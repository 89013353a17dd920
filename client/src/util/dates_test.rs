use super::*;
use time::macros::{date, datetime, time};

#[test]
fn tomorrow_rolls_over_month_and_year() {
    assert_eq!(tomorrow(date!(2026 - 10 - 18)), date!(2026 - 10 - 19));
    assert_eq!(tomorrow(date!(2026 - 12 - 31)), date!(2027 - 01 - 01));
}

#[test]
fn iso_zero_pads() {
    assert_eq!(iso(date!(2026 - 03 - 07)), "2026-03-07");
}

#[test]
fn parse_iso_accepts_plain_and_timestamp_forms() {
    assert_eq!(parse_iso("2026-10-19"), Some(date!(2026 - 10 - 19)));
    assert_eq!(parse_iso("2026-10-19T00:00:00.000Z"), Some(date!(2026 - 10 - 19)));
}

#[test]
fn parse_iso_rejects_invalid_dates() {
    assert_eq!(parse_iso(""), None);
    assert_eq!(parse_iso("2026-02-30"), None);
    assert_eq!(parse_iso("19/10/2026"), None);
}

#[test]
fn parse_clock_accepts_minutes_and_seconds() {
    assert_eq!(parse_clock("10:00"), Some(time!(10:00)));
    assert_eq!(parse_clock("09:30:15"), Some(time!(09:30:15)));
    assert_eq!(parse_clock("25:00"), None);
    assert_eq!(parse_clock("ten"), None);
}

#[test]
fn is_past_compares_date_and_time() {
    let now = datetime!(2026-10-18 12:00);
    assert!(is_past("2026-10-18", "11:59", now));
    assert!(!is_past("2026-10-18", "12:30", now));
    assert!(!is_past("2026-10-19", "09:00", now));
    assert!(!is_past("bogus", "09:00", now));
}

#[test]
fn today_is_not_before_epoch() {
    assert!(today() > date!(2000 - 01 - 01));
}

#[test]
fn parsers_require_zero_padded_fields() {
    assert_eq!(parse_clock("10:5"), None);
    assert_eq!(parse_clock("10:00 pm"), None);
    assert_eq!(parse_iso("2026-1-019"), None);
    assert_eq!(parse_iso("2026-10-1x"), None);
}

# EXERCISE
Type out the listing again with nothing changed.

# PROBLEM SOLUTION
repository 89013353a17dd920
filename client/src/util/dates_test.rs
use super::*;
use time::macros::{date, datetime, time};

#[test]
fn tomorrow_rolls_over_month_and_year() {
    assert_eq!(tomorrow(date!(2026 - 10 - 18)), date!(2026 - 10 - 19));
    assert_eq!(tomorrow(date!(2026 - 12 - 31)), date!(2027 - 01 - 01));
}

#[test]
fn iso_zero_pads() {
    assert_eq!(iso(date!(2026 - 03 - 07)), "2026-03-07");
}

#[test]
fn parse_iso_accepts_plain_and_timestamp_forms() {
    assert_eq!(parse_iso("2026-10-19"), Some(date!(2026 - 10 - 19)));
    assert_eq!(parse_iso("2026-10-19T00:00:00.000Z"), Some(date!(2026 - 10 - 19)));
}

#[test]
fn parse_iso_rejects_invalid_dates() {
    assert_eq!(parse_iso(""), None);
    assert_eq!(parse_iso("2026-02-30"), None);
    assert_eq!(parse_iso("19/10/2026"), None);
}

#[test]
fn parse_clock_accepts_minutes_and_seconds() {
    assert_eq!(parse_clock("10:00"), Some(time!(10:00)));
    assert_eq!(parse_clock("09:30:15"), Some(time!(09:30:15)));
    assert_eq!(parse_clock("25:00"), None);
    assert_eq!(parse_clock("ten"), None);
}

#[test]
fn is_past_compares_date_and_time() {
    let now = datetime!(2026-10-18 12:00);
    assert!(is_past("2026-10-18", "11:59", now));
    assert!(!is_past("2026-10-18", "12:30", now));
    assert!(!is_past("2026-10-19", "09:00", now));
    assert!(!is_past("bogus", "09:00", now));
}

#[test]
fn today_is_not_before_epoch() {
    assert!(today() > date!(2000 - 01 - 01));
}

#[test]
fn parsers_require_zero_padded_fields() {
    assert_eq!(parse_clock("10:5"), None);
    assert_eq!(parse_clock("10:00 pm"), None);
    assert_eq!(parse_iso("2026-1-019"), None);
    assert_eq!(parse_iso("2026-10-1x"), None);
}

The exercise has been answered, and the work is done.